Yii has some built in profiling features, but I find that they require you to instrument your code yourself, while I prefer a way where instrumentation is automatic. Also, I preferred to run this on the production server where the problem occurs, so I wanted a 'non-intrusive' way of profiling.
Finally, I wanted to automatically start the profiling when the problem occurs, without human monitoring.
The used method is not Yii specific, but usefull for Yii developers!
In my case the function begin sluggish is a commandline command.
Here is what I did after reading the documentation for XDebug profiling:
1. Install XDebug on the server. ¶
[sh] sudo aptitude install php5-xdebug.
Or XDebug may already be in your local installation.

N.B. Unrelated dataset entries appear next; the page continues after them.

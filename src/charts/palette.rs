//! Chart colors shared by the interactive and the static renderer.

use crate::data::Status;

pub type Rgb = (u8, u8, u8);

pub const BROWN: Rgb = (0x8B, 0x6F, 0x47);
pub const TAN: Rgb = (0xC1, 0x9A, 0x6B);
pub const CREAM: Rgb = (0xF5, 0xE9, 0xDA);
pub const SAND: Rgb = (0xE8, 0xDC, 0xC8);
pub const UNDEFINED: Rgb = (200, 200, 200);

/// Yellow-orange-brown sequential scale used by the correlation heatmap.
pub const YL_OR_BR: [Rgb; 9] = [
    (0xFF, 0xFF, 0xE5),
    (0xFF, 0xF7, 0xBC),
    (0xFE, 0xE3, 0x91),
    (0xFE, 0xC4, 0x4F),
    (0xFE, 0x99, 0x29),
    (0xEC, 0x70, 0x14),
    (0xCC, 0x4C, 0x02),
    (0x99, 0x34, 0x04),
    (0x66, 0x25, 0x06),
];

pub fn status_color(status: Status) -> Rgb {
    match status {
        Status::NotCanceled => TAN,
        Status::Canceled => BROWN,
    }
}

/// Linear interpolation across evenly spaced color stops, `t` clamped to [0, 1].
pub fn ramp(stops: &[Rgb], t: f64) -> Rgb {
    match stops.len() {
        0 => UNDEFINED,
        1 => stops[0],
        n => {
            let t = if t.is_nan() { 0.0 } else { t.clamp(0.0, 1.0) };
            let pos = t * (n - 1) as f64;
            let i = (pos.floor() as usize).min(n - 2);
            let frac = pos - i as f64;
            let mix = |a: u8, b: u8| (a as f64 + (b as f64 - a as f64) * frac).round() as u8;
            let (a, b) = (stops[i], stops[i + 1]);
            (mix(a.0, b.0), mix(a.1, b.1), mix(a.2, b.2))
        }
    }
}

/// Bar color for a country's cancellation percentage relative to the highest one.
pub fn country_color(pct: f64, max_pct: f64) -> Rgb {
    if pct.is_nan() || !(max_pct > 0.0) {
        return UNDEFINED;
    }
    ramp(&[CREAM, TAN, BROWN], pct / max_pct)
}

/// Heatmap cell color for `r`, with the ramp stretched over the matrix range `[lo, hi]`.
pub fn heat_color(r: f64, (lo, hi): (f64, f64)) -> Rgb {
    if r.is_nan() {
        return UNDEFINED;
    }
    let t = if hi > lo { (r - lo) / (hi - lo) } else { 0.5 };
    ramp(&YL_OR_BR, t)
}

/// Black or white, whichever reads better on `background`.
pub fn text_color_on(background: Rgb) -> Rgb {
    let (r, g, b) = background;
    let luminance = 0.299 * r as f64 + 0.587 * g as f64 + 0.114 * b as f64;
    if luminance > 140.0 {
        (0, 0, 0)
    } else {
        (255, 255, 255)
    }
}

#[cfg(test)]
mod tests {
    use super::*;

    #[test]
    fn ramp_hits_endpoints() {
        assert_eq!(ramp(&YL_OR_BR, 0.0), YL_OR_BR[0]);
        assert_eq!(ramp(&YL_OR_BR, 1.0), YL_OR_BR[8]);
        assert_eq!(ramp(&YL_OR_BR, 7.0), YL_OR_BR[8]);
    }

    #[test]
    fn ramp_interpolates_midpoint() {
        assert_eq!(ramp(&[(0, 0, 0), (200, 100, 50)], 0.5), (100, 50, 25));
    }

    #[test]
    fn heat_color_maps_extremes() {
        assert_eq!(heat_color(-1.0, (-1.0, 1.0)), YL_OR_BR[0]);
        assert_eq!(heat_color(1.0, (-1.0, 1.0)), YL_OR_BR[8]);
        assert_eq!(heat_color(f64::NAN, (-1.0, 1.0)), UNDEFINED);
    }

    #[test]
    fn heat_color_stretches_to_observed_range() {
        // Weak correlations still span the whole scale
        assert_eq!(heat_color(0.1, (0.1, 1.0)), YL_OR_BR[0]);
        assert_eq!(heat_color(1.0, (0.1, 1.0)), YL_OR_BR[8]);
        assert_ne!(heat_color(0.2, (0.1, 1.0)), heat_color(0.2, (-1.0, 1.0)));
        assert_eq!(heat_color(0.3, (0.3, 0.3)), ramp(&YL_OR_BR, 0.5));
    }

    #[test]
    fn text_contrast() {
        assert_eq!(text_color_on(YL_OR_BR[0]), (0, 0, 0));
        assert_eq!(text_color_on(YL_OR_BR[8]), (255, 255, 255));
    }
}
//! Logging initialisation.
//!
//! Filter priority: RUST_LOG env var > `--debug` flag > default "info".
//! Output goes to stderr.

use crate::config::{APP_NAME, APP_VERSION, DEFAULT_LOG_LEVEL};
use tracing_subscriber::EnvFilter;

pub fn init(debug_flag: bool) {
    let filter = if std::env::var("RUST_LOG").is_ok() {
        EnvFilter::from_default_env()
    } else if debug_flag {
        EnvFilter::new("debug")
    } else {
        EnvFilter::new(DEFAULT_LOG_LEVEL)
    };

    tracing_subscriber::fmt()
        .with_env_filter(filter)
        .with_target(true)
        .with_file(true)
        .with_line_number(true)
        .compact()
        .init();

    tracing::debug!(app = APP_NAME, version = APP_VERSION, "Logging initialised");
}
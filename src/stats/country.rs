//! Cancellation percentage among the most frequent guest countries.

use crate::data::schema::COUNTRY;
use crate::data::{DataProcessor, Status};
use crate::stats::AggregateError;
use polars::prelude::*;
use serde::Serialize;
use std::collections::HashMap;

pub const DEFAULT_TOP_COUNTRIES: usize = 10;

#[derive(Debug, Clone, PartialEq, Serialize)]
pub struct CountryCancellation {
    pub country: String,
    pub bookings: usize,
    pub cancel_pct: f64,
}

#[derive(Default)]
struct Tally {
    bookings: usize,
    labelled: usize,
    canceled: usize,
}

pub struct CountryAggregator;

impl CountryAggregator {
    /// Top `top_n` countries by booking count, sorted by cancellation percentage.
    ///
    /// Countries with equal booking counts are ranked by first appearance in
    /// the table. Equal percentages keep that frequency ranking.
    pub fn aggregate(
        df: &DataFrame,
        top_n: usize,
    ) -> Result<Vec<CountryCancellation>, AggregateError> {
        let countries = DataProcessor::string_values(df, COUNTRY)?;
        let statuses = DataProcessor::statuses(df)?;

        let mut order: Vec<String> = Vec::new();
        let mut tallies: HashMap<String, Tally> = HashMap::new();

        for (country, status) in countries.into_iter().zip(statuses) {
            let Some(country) = country else {
                continue;
            };
            let tally = tallies.entry(country.clone()).or_insert_with(|| {
                order.push(country);
                Tally::default()
            });
            tally.bookings += 1;
            if let Some(status) = status {
                tally.labelled += 1;
                if status == Status::Canceled {
                    tally.canceled += 1;
                }
            }
        }

        // Stable sort keeps first-appearance order among equal counts
        order.sort_by(|a, b| tallies[b].bookings.cmp(&tallies[a].bookings));
        order.truncate(top_n);

        let mut result: Vec<CountryCancellation> = order
            .into_iter()
            .map(|country| {
                let tally = &tallies[&country];
                let cancel_pct = if tally.labelled == 0 {
                    f64::NAN
                } else {
                    tally.canceled as f64 / tally.labelled as f64 * 100.0
                };
                CountryCancellation {
                    country,
                    bookings: tally.bookings,
                    cancel_pct,
                }
            })
            .collect();

        // Undefined percentages sink to the end
        let key = |p: f64| if p.is_nan() { f64::NEG_INFINITY } else { p };
        result.sort_by(|a, b| key(b.cancel_pct).total_cmp(&key(a.cancel_pct)));

        tracing::debug!(countries = result.len(), "Country aggregation done");
        Ok(result)
    }
}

Do check that 'xdebug' is really loaded (check /etc/*/conf.d/*xdebug.ini on debian and make sure that the '.so' specification is not commented).
2. Determine the options required to enable XDebug from the command line (and not from php.ini): ¶
[sh] /usr/bin/php5 -d xdebug.profiler_enable=1 -d xdebug.profiler_output_dir=/var/log/prof /.../yiic.php myconsolecommand 2>&1
The first option 'xdebug.profiler_enable' enables the profiles, the second one 'xdebug.profiler_output_dir' sets where the log should be written.
3. Limit execution to the interesting moment and only "once". ¶
I did not want to enable profiling all the time but only when interesting, and only once. So I did some bash scripting. I already have monitoring enabled on my server which creates a file like "checkresult" which is empty when monitoring is ok, and "non-empty" when there is an issue. As the issue I monitored in particular has 'count' in the message, I filter for 'count'.
Here is the script:
[sh] PHP_EXTRAOPT="" FILE_TAG=/mypath/prof LOG_PATH=/logpath MONITOR_FILE=mymonfile # The next test checks if profiling already happened, and profiles only if not. if [ ! -f $FILE_TAG ] ; then # The next test looks for 'count' in the monitor file as a condition to start profiling. if [ $(grep -c count $MONITORFILE) != 0 ] ; then echo "Profile" # Touch $FILE_TAG to indicate that profiling is initiated once. touch $FILE_TAG # Create log directory (to make sure it exists, can be skipped if created beforehand) mkdir -p $LOG_PATH # Modify ownership of log directory (to make sure that the target process can write to it) chown fcgi $LOG_PATH # Enable XDebug options. PHP_EXTRAOPT="-d xdebug.profiler_enable=1 -d xdebug.profiler_output_dir=$LOG_PATH" fi fi sudo -u fcgi /usr/bin/php5 $PHP_EXTRAOPT -d max_execution_time=420 /pathtoprotected/yiic.php myconsolecommand 2>&1 >> /pathtoscriptlog/myscriptlog.log
If you want to profile a webpage fetch, you can enable 'xdebug.profiler_enable_trigger' in your php.ini file and add the POST or GET variable XDEBUG_PROFILE to your request. Unfortunately that requires the "user" to add 'XDEBUG_PROFILE', or alternatively, you have to add it from the server to the URL that is used (either by click or ajax call).
4. Visualize the results ¶
Personally, I compressed the file on the server and transferred it to my PC using scp where I visualized the uncompressed results on WinCacheGrind.
I validated the flow, now I am waiting for the trigger to happen.